**STORED DATA:**
use std::collections::{BTreeMap, HashMap};
use std::path::{Path, PathBuf};
use std::sync::{Arc, Mutex};

use async_trait::async_trait;
use base64ct::Encoding;
use chrono::{DateTime, Utc};
use rand::RngCore;
use sea_orm::{Database, DatabaseConnection, EntityTrait, Set};
use serde::de::DeserializeOwned;
use serde::Serialize;

use crate::entities;
use crate::errors::SemilleroError;
use crate::settings::{BackendKind, Storage as StorageCfg};

/// Key/value persistence the entity store writes through.
///
/// Every value is a complete JSON document; a write replaces whatever was
/// stored under the key before.
#[async_trait]
pub trait Backend: Send + Sync {
    async fn get(&self, key: &str) -> Result<Option<String>, SemilleroError>;
    async fn set(&self, key: &str, value: &str) -> Result<(), SemilleroError>;
    async fn remove(&self, key: &str) -> Result<(), SemilleroError>;
}

/// A record type with its own persisted collection.
pub trait Record: Serialize + DeserializeOwned + Clone + Send + Sync + 'static {
    /// Collection name, appended to the store's key prefix.
    const COLLECTION: &'static str;
    /// Human readable type name for errors and logs.
    const KIND: &'static str;
    /// Creation input: every field except the generated ones.
    type New: Send;

    fn id(&self) -> &str;
    fn from_new(new: Self::New, id: String, now: DateTime<Utc>) -> Self;
}

pub async fn init(cfg: &StorageCfg) -> Result<Store, SemilleroError> {
    let backend: Arc<dyn Backend> = match cfg.backend {
        BackendKind::Memory => Arc::new(MemoryBackend::new()),
        BackendKind::File => Arc::new(FileBackend::new(&cfg.path)),
        BackendKind::Sqlite => Arc::new(SqlBackend::connect(&cfg.url).await?),
    };
    tracing::debug!(backend = ?cfg.backend, prefix = %cfg.key_prefix, "Initialized storage");
    Ok(Store::new(backend, cfg.key_prefix.clone()))
}

pub fn random_id() -> String {
    let mut bytes = [0u8; 12];
    rand::thread_rng().fill_bytes(&mut bytes);
    base64ct::Base64UrlUnpadded::encode_string(&bytes)
}

// ---------- Entity store ----------

#[derive(Clone)]
pub struct Store {
    backend: Arc<dyn Backend>,
    prefix: String,
}

impl Store {
    pub fn new(backend: Arc<dyn Backend>, prefix: impl Into<String>) -> Self {
        Self {
            backend,
            prefix: prefix.into(),
        }
    }

    /// Ephemeral store with the default `semillero_` prefix.
    pub fn in_memory() -> Self {
        Self::new(Arc::new(MemoryBackend::new()), "semillero_")
    }

    pub fn backend(&self) -> &Arc<dyn Backend> {
        &self.backend
    }

    pub fn collection_key<T: Record>(&self) -> String {
        format!("{}{}", self.prefix, T::COLLECTION)
    }

    /// All records of `T`. A missing, unreadable or corrupt collection reads
    /// as empty.
    pub async fn list<T: Record>(&self) -> Vec<T> {
        let key = self.collection_key::<T>();
        self.read_value::<Vec<T>>(&key).await.unwrap_or_default()
    }

    /// Like [`Store::list`] but surfaces backend and decode failures. Every
    /// read that feeds a write goes through here so a failed read can never
    /// be written back as an empty collection.
    pub(crate) async fn try_list<T: Record>(&self) -> Result<Vec<T>, SemilleroError> {
        let key = self.collection_key::<T>();
        match self.backend.get(&key).await? {
            Some(raw) => Ok(serde_json::from_str(&raw)?),
            None => Ok(Vec::new()),
        }
    }

    pub async fn find<T: Record>(&self, id: &str) -> Option<T> {
        self.list::<T>().await.into_iter().find(|r| r.id() == id)
    }

    pub async fn is_empty<T: Record>(&self) -> bool {
        self.list::<T>().await.is_empty()
    }

    pub async fn create<T: Record>(&self, new: T::New) -> Result<T, SemilleroError> {
        let mut records = self.try_list::<T>().await?;
        let record = T::from_new(new, random_id(), Utc::now());
        records.push(record.clone());
        self.replace_all(&records).await?;
        tracing::debug!(kind = T::KIND, id = record.id(), "Created record");
        Ok(record)
    }

    /// Apply `apply` to the record with `id`. Returns `false` when no such
    /// record exists, in which case nothing is written.
    pub async fn update<T, F>(&self, id: &str, apply: F) -> Result<bool, SemilleroError>
    where
        T: Record,
        F: FnOnce(&mut T),
    {
        let mut records = self.try_list::<T>().await?;
        let Some(record) = records.iter_mut().find(|r| r.id() == id) else {
            return Ok(false);
        };
        apply(record);
        self.replace_all(&records).await?;
        Ok(true)
    }

    /// Returns `false` when no record with `id` exists.
    pub async fn delete<T: Record>(&self, id: &str) -> Result<bool, SemilleroError> {
        let records = self.try_list::<T>().await?;
        let before = records.len();
        let kept: Vec<T> = records.into_iter().filter(|r| r.id() != id).collect();
        if kept.len() == before {
            return Ok(false);
        }
        self.replace_all(&kept).await?;
        tracing::debug!(kind = T::KIND, id, "Deleted record");
        Ok(true)
    }

    /// Overwrite the whole collection.
    pub async fn replace_all<T: Record>(&self, records: &[T]) -> Result<(), SemilleroError> {
        let key = self.collection_key::<T>();
        self.write_value(&key, &records).await
    }

    /// Read an unprefixed JSON value. Failures are logged and read as absent.
    pub async fn read_value<V: DeserializeOwned>(&self, key: &str) -> Option<V> {
        let raw = match self.backend.get(key).await {
            Ok(raw) => raw?,
            Err(e) => {
                tracing::warn!(key, error = %e, "Failed to read from storage");
                return None;
            }
        };
        match serde_json::from_str(&raw) {
            Ok(value) => Some(value),
            Err(e) => {
                tracing::warn!(key, error = %e, "Discarding unreadable stored value");
                None
            }
        }
    }

    pub async fn write_value<V: Serialize + ?Sized>(
        &self,
        key: &str,
        value: &V,
    ) -> Result<(), SemilleroError> {
        let json = serde_json::to_string(value)?;
        self.backend.set(key, &json).await.map_err(|e| {
            tracing::error!(key, error = %e, "Failed to write to storage");
            e
        })
    }

    pub async fn remove_value(&self, key: &str) -> Result<(), SemilleroError> {
        self.backend.remove(key).await
    }
}

// ---------- Backends ----------

#[derive(Debug, Default)]
pub struct MemoryBackend {
    entries: Mutex<HashMap<String, String>>,
}

impl MemoryBackend {
    pub fn new() -> Self {
        Self::default()
    }

    /// Sorted copy of every stored entry.
    pub fn snapshot(&self) -> BTreeMap<String, String> {
        let entries = self.entries.lock().unwrap_or_else(|e| e.into_inner());
        entries
            .iter()
            .map(|(k, v)| (k.clone(), v.clone()))
            .collect()
    }
}

#[async_trait]
impl Backend for MemoryBackend {
    async fn get(&self, key: &str) -> Result<Option<String>, SemilleroError> {
        let entries = self.entries.lock().unwrap_or_else(|e| e.into_inner());
        Ok(entries.get(key).cloned())
    }

    async fn set(&self, key: &str, value: &str) -> Result<(), SemilleroError> {
        let mut entries = self.entries.lock().unwrap_or_else(|e| e.into_inner());
        entries.insert(key.to_string(), value.to_string());
        Ok(())
    }

    async fn remove(&self, key: &str) -> Result<(), SemilleroError> {
        let mut entries = self.entries.lock().unwrap_or_else(|e| e.into_inner());
        entries.remove(key);
        Ok(())
    }
}

/// One `<key>.json` file per key inside a directory.
#[derive(Debug, Clone)]
pub struct FileBackend {
    dir: PathBuf,
}

impl FileBackend {
    pub fn new(dir: &Path) -> Self {
        Self {
            dir: dir.to_path_buf(),
        }
    }

    fn path_for(&self, key: &str) -> Result<PathBuf, SemilleroError> {
        if key.is_empty() || key.contains(['/', '\\']) || key.starts_with('.') {
            return Err(SemilleroError::Other(format!(
                "invalid storage key `{key}`"
            )));
        }
        Ok(self.dir.join(format!("{key}.json")))
    }
}

#[async_trait]
impl Backend for FileBackend {
    async fn get(&self, key: &str) -> Result<Option<String>, SemilleroError> {
        let path = self.path_for(key)?;
        match tokio::fs::read_to_string(&path).await {
            Ok(contents) => Ok(Some(contents)),
            Err(e) if e.kind() == std::io::ErrorKind::NotFound => Ok(None),
            Err(e) => Err(e.into()),
        }
    }

    async fn set(&self, key: &str, value: &str) -> Result<(), SemilleroError> {
        let path = self.path_for(key)?;
        tokio::fs::create_dir_all(&self.dir).await?;
        // Write then rename so readers never observe a half-written file
        let tmp = path.with_extension("json.tmp");
        tokio::fs::write(&tmp, value).await?;
        tokio::fs::rename(&tmp, &path).await?;
        Ok(())
    }

    async fn remove(&self, key: &str) -> Result<(), SemilleroError> {
        let path = self.path_for(key)?;
        match tokio::fs::remove_file(&path).await {
            Ok(()) => Ok(()),
            Err(e) if e.kind() == std::io::ErrorKind::NotFound => Ok(()),
            Err(e) => Err(e.into()),
        }
    }
}

/// Key/value rows in the `collections` table.
#[derive(Debug, Clone)]
pub struct SqlBackend {
    db: DatabaseConnection,
}

impl SqlBackend {
    /// Connect and bring the schema up to date.
    pub async fn connect(url: &str) -> Result<Self, SemilleroError> {
        use migration::MigratorTrait;

        let db = Database::connect(url).await?;
        migration::Migrator::up(&db, None).await?;
        Ok(Self { db })
    }

    pub fn from_connection(db: DatabaseConnection) -> Self {
        Self { db }
    }
}

#[async_trait]
impl Backend for SqlBackend {
    async fn get(&self, key: &str) -> Result<Option<String>, SemilleroError> {
        let model = entities::Collection::find_by_id(key.to_string())
            .one(&self.db)
            .await?;
        Ok(model.map(|m| m.value))
    }

    async fn set(&self, key: &str, value: &str) -> Result<(), SemilleroError> {
        use entities::collection::{ActiveModel, Column};
        use sea_orm::sea_query::OnConflict;

        let row = ActiveModel {
            key: Set(key.to_string()),
            value: Set(value.to_string()),
            updated_at: Set(Utc::now().timestamp()),
        };

        entities::Collection::insert(row)
            .on_conflict(
                OnConflict::column(Column::Key)
                    .update_columns([Column::Value, Column::UpdatedAt])
                    .to_owned(),
            )
            .exec(&self.db)
            .await?;

        Ok(())
    }

    async fn remove(&self, key: &str) -> Result<(), SemilleroError> {
        entities::Collection::delete_by_id(key.to_string())
            .exec(&self.db)
            .await?;
        Ok(())
    }
}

**WHAT YOU HAVE TO DO:**
The word "DateTime" appears in some lines of the data. Copy every one of those lines.

**WRITTEN SOLUTION:**
use chrono::{DateTime, Utc};
    fn from_new(new: Self::New, id: String, now: DateTime<Utc>) -> Self;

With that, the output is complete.